**What is required**
From the entries, return every line where the string "FbxExportOptions" shows up.
[Dataset content — start]
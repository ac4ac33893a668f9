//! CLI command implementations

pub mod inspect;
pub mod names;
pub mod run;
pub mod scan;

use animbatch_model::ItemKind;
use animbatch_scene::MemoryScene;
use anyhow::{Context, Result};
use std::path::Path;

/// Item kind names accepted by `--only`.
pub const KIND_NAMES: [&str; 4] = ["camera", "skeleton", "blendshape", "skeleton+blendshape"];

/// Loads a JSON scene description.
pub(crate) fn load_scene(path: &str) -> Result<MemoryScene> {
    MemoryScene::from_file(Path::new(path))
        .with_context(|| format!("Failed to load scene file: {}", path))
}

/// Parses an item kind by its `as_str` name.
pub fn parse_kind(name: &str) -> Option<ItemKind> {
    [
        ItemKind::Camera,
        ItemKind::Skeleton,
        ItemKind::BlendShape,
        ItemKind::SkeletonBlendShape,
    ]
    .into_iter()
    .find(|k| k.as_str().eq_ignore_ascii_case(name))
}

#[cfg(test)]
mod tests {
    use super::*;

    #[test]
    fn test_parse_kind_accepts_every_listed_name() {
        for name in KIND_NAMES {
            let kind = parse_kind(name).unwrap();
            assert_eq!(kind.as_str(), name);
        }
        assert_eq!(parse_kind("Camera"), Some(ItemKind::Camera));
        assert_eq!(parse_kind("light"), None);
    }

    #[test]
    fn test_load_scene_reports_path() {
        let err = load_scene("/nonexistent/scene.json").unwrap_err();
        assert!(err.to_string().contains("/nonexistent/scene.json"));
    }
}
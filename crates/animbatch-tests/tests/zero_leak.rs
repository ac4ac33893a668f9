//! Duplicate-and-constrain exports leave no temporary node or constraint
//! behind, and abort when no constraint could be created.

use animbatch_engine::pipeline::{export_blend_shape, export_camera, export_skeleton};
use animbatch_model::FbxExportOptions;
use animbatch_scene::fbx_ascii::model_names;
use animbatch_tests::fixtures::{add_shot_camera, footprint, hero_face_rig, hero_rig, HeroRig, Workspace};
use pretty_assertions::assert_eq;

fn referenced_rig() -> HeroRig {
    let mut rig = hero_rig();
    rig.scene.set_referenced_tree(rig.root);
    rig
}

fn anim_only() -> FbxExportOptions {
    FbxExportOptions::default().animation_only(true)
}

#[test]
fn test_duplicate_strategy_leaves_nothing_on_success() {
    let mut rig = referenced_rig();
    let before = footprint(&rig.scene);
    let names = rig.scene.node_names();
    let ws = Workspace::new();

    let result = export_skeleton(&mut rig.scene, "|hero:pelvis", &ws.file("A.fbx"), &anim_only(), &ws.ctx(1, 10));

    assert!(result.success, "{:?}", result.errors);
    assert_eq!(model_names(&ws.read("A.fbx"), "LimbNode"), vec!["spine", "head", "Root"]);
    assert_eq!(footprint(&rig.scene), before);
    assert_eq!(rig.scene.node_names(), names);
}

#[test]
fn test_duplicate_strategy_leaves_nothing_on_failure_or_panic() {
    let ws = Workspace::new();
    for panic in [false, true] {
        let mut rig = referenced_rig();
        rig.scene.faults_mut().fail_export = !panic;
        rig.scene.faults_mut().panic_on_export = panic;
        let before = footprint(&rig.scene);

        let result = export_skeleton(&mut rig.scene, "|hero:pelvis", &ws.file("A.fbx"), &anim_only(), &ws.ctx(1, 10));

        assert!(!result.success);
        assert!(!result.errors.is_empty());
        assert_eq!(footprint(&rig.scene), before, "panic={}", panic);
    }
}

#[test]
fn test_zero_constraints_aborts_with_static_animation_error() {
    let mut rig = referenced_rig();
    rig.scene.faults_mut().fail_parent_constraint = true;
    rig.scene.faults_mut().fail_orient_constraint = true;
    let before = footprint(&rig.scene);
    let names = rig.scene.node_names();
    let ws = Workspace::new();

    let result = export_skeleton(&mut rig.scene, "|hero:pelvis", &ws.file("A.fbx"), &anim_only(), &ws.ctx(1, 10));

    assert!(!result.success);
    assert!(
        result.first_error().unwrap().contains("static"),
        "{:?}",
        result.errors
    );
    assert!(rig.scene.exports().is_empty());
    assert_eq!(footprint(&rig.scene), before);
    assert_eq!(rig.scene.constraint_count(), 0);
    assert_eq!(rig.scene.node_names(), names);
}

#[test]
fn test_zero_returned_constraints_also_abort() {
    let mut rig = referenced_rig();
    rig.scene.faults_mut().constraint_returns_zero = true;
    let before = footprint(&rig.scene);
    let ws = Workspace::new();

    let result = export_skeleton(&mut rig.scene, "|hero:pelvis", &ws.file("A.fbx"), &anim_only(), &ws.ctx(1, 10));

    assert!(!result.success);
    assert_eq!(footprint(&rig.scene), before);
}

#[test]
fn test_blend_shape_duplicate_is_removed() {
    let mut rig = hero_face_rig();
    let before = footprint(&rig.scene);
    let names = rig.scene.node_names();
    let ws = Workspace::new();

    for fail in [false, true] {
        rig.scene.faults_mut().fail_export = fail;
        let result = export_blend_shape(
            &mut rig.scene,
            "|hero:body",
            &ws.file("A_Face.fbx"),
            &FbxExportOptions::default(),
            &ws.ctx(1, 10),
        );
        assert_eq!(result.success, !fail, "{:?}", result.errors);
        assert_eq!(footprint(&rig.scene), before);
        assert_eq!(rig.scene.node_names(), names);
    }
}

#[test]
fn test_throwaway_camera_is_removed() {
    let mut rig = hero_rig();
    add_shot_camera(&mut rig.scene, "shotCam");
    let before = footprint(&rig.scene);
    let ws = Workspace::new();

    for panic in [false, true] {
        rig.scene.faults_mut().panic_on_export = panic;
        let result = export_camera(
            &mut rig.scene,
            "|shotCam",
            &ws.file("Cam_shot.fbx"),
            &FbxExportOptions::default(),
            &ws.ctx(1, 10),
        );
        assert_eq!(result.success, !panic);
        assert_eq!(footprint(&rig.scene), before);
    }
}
[Dataset content — finish]
**Answer to this task**
use animbatch_model::FbxExportOptions;
fn anim_only() -> FbxExportOptions {
    FbxExportOptions::default().animation_only(true)
            &FbxExportOptions::default(),
            &FbxExportOptions::default(),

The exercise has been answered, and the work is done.